T&D World Magazine

First U.S. Installation of Zenergy's Fault Current Limiter Planned at American Electric Power Facility

American Electric Power has entered into a collaborative agreement with the Zenergy Power to become the first utility company to install and operate a transmission-voltage Fault Current Limiter on the United States electricity grid.

AEP owns the United States’ largest electricity transmission system, comprising nearly 39,000 miles of transmission lines, and is a large generator of electricity, owning nearly 38,000 MW of generating capacity. The FCL is expected to be installed at the 138-kV Tidd substation near Steubenville, Ohio, in late 2011.

Zenergy Power’s FCL is a newly developed and proprietary Smart Grid device that helps to suppress the excess energy associated with fault currents and, in doing so, protects essential large-scale grid equipment, including cables, transformers, capacitor banks and switchgear. Accordingly, Zenergy Power’s FCL not only increases the reliability of the electricity supply but also mitigates significant capital expenditure by minimizing the incidence of electrical damage to grid equipment. In addition, it is anticipated that the use of FCLs in certain grid locations could defer the need to upgrade substation infrastructure.

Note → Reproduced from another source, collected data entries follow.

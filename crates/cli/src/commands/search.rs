//! Search command handler.

use clap::Args;
use ragdex_core::AppResult;
use ragdex_knowledge::{KnowledgeBase, SearchOptions, SearchResult};

/// Longest content excerpt shown per result.
const SNIPPET_CHARS: usize = 160;

/// Search the index with a natural-language query
#[derive(Args, Debug)]
pub struct SearchCommand {
    /// Query text
    pub query: String,

    /// Number of results to return
    #[arg(short = 'k', long, default_value_t = 5)]
    pub top_k: usize,

    /// Minimum similarity score
    #[arg(long, default_value_t = 0.0)]
    pub min_score: f32,

    /// Output as JSON
    #[arg(long)]
    pub json: bool,
}

impl SearchCommand {
    pub async fn execute(&self, kb: &KnowledgeBase) -> AppResult<()> {
        tracing::info!("Executing search command");

        let options = SearchOptions::new()
            .with_top_k(self.top_k)
            .with_min_score(self.min_score);
        let results = kb.search(&self.query, &options).await?;

        if self.json {
            println!("{}", serde_json::to_string_pretty(&results)?);
            return Ok(());
        }

        if results.is_empty() {
            println!("No results for \"{}\"", self.query);
            return Ok(());
        }

        for (rank, result) in results.iter().enumerate() {
            print_result(rank + 1, result);
        }

        Ok(())
    }
}

fn print_result(rank: usize, result: &SearchResult) {
    println!("{}. {} [{}] score {:.3}", rank, result.title(), result.id, result.score);
    println!("   category: {}", result.category());
    if !result.source().is_empty() {
        println!("   source: {}", result.source());
    }
    let snippet = snippet(result.content());
    if !snippet.is_empty() {
        println!("   {}", snippet);
    }
}

/// First line of `content`, cut at a char boundary.
fn snippet(content: &str) -> String {
    let line = content.lines().find(|l| !l.trim().is_empty()).unwrap_or("").trim();
    if line.chars().count() <= SNIPPET_CHARS {
        return line.to_string();
    }
    let cut: String = line.chars().take(SNIPPET_CHARS).collect();
    format!("{}...", cut)
}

Prior to entering into this agreement, AEP conducted a thorough evaluation of the FCL business case with respect to its own grid requirements.

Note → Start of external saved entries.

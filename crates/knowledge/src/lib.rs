//! Document ingestion and semantic retrieval for ragdex.
//!
//! The building blocks are usable on their own:
//! - [`EmbeddingGenerator`] turns text into vectors through an embedding client
//! - [`VectorIndexManager`] owns index lifecycle, upsert and query over a [`VectorStore`]
//! - [`DocumentIngestionPipeline`] seeds files into an index
//! - [`RetrievalEngine`] answers free-text queries
//!
//! [`KnowledgeBase`] wires them together from an [`AppConfig`].

pub mod embeddings;
pub mod error;
pub mod ingest;
pub mod manager;
pub mod rag;
pub mod sqlite_index;
pub mod types;
pub mod vector_index;

#[cfg(test)]
mod tests;

// Re-export commonly used types
pub use embeddings::EmbeddingGenerator;
pub use error::{RagError, RagResult};
pub use ingest::DocumentIngestionPipeline;
pub use manager::VectorIndexManager;
pub use rag::{RetrievalEngine, SearchOptions, SearchResult};
pub use sqlite_index::SqliteVectorStore;
pub use types::{
    cosine_similarity, DistanceMetric, DocumentEntry, Embedding, IndexSettings, IndexStats,
    IngestStats, Metadata, SeedOptions, SeededDocument,
};
pub use vector_index::{QueryHit, QueryRequest, StoreError, VectorStore};

use ragdex_core::{AppConfig, AppError, AppResult};
use ragdex_llm::{create_client, EmbeddingClient};
use std::path::{Path, PathBuf};
use std::sync::Arc;

/// One index, its embedding model and store, ready to seed and search.
#[derive(Debug, Clone)]
pub struct KnowledgeBase {
    index: IndexSettings,
    manager: Arc<VectorIndexManager>,
    pipeline: DocumentIngestionPipeline,
    engine: RetrievalEngine,
}

impl KnowledgeBase {
    /// Build the provider client and open the store named by `config`.
    ///
    /// Fails before touching the network when the configuration is incomplete.
    pub fn connect(config: &AppConfig) -> AppResult<Self> {
        config.validate()?;

        let settings = &config.embedding;
        let client = create_client(
            &settings.provider,
            settings.endpoint.as_deref(),
            config.api_key.as_deref(),
            settings.dimensions,
        )
        .map_err(|e| AppError::Embedding(format!("Failed to create embedding client: {}", e)))?;

        let url = config.store_url.as_deref().unwrap_or_default();
        let store = SqliteVectorStore::connect(url).map_err(|e| AppError::Store(e.to_string()))?;

        let metric = config.metric.parse::<DistanceMetric>().map_err(AppError::Config)?;
        let index = IndexSettings::new(config.index_name.clone(), settings.dimensions, metric);

        tracing::debug!(
            "Knowledge base: provider={}, model={}, dimensions={}, index={}, store={}",
            settings.provider,
            settings.model,
            settings.dimensions,
            index.name,
            store.location()
        );

        Ok(Self::from_parts(client, Arc::new(store), settings.model.clone(), index)
            .with_base_dir(&config.workspace))
    }

    /// Assemble from explicit collaborators.
    pub fn from_parts(
        client: Arc<dyn EmbeddingClient>,
        store: Arc<dyn VectorStore>,
        model: impl Into<String>,
        index: IndexSettings,
    ) -> Self {
        let generator = Arc::new(EmbeddingGenerator::new(client, model, index.dimension));
        let manager = Arc::new(VectorIndexManager::new(store, index.dimension));
        let pipeline =
            DocumentIngestionPipeline::new(generator.clone(), manager.clone(), index.clone());
        let engine = RetrievalEngine::new(generator, manager.clone(), index.name.clone());

        Self {
            index,
            manager,
            pipeline,
            engine,
        }
    }

    /// Resolve relative seed paths against `base_dir`.
    pub fn with_base_dir(mut self, base_dir: impl Into<PathBuf>) -> Self {
        self.pipeline = self.pipeline.with_base_dir(base_dir);
        self
    }

    pub fn index(&self) -> &IndexSettings {
        &self.index
    }

    pub fn manager(&self) -> &VectorIndexManager {
        &self.manager
    }

    pub fn pipeline(&self) -> &DocumentIngestionPipeline {
        &self.pipeline
    }

    pub fn engine(&self) -> &RetrievalEngine {
        &self.engine
    }

    /// Seed one file.
    pub async fn seed(&self, options: SeedOptions) -> RagResult<SeededDocument> {
        self.pipeline.seed(options).await
    }

    /// Seed every matching file under a directory.
    pub async fn seed_directory(&self, dir: &Path, extensions: &[String]) -> RagResult<IngestStats> {
        self.pipeline.seed_directory(dir, extensions).await
    }

    pub async fn search(&self, query: &str, options: &SearchOptions) -> RagResult<Vec<SearchResult>> {
        self.engine.search(query, options).await
    }

    /// Describe the configured index. Missing indexes are reported as empty.
    pub async fn stats(&self) -> RagResult<IndexStats> {
        let exists = self
            .manager
            .list_indexes()
            .await?
            .iter()
            .any(|name| name == &self.index.name);

        if !exists {
            return Ok(IndexStats {
                name: self.index.name.clone(),
                dimension: self.index.dimension,
                metric: self.index.metric,
                count: 0,
            });
        }

        self.manager.describe_index(&self.index.name).await
    }

    /// Delete the configured index and all its documents.
    pub async fn drop_index(&self) -> RagResult<()> {
        self.manager.delete_index(&self.index.name).await
    }
}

The construction and installation of the high-voltage device will be partially funded by the U.S. Department of Energy as part of Zenergy Power's ongoing US$11 million project initially announced on June 29, 2007. As recently announced by the DOE, the availability of funding through this project has been accelerated as a result of the American Recovery and Reinvestment Act of 2009. Accordingly, Zenergy Power is particularly pleased to secure this agreement with AEP as it allows it to progress toward the completion of its DOE program for the development of a high-voltage FCL product based upon the newly developed and tested compact design.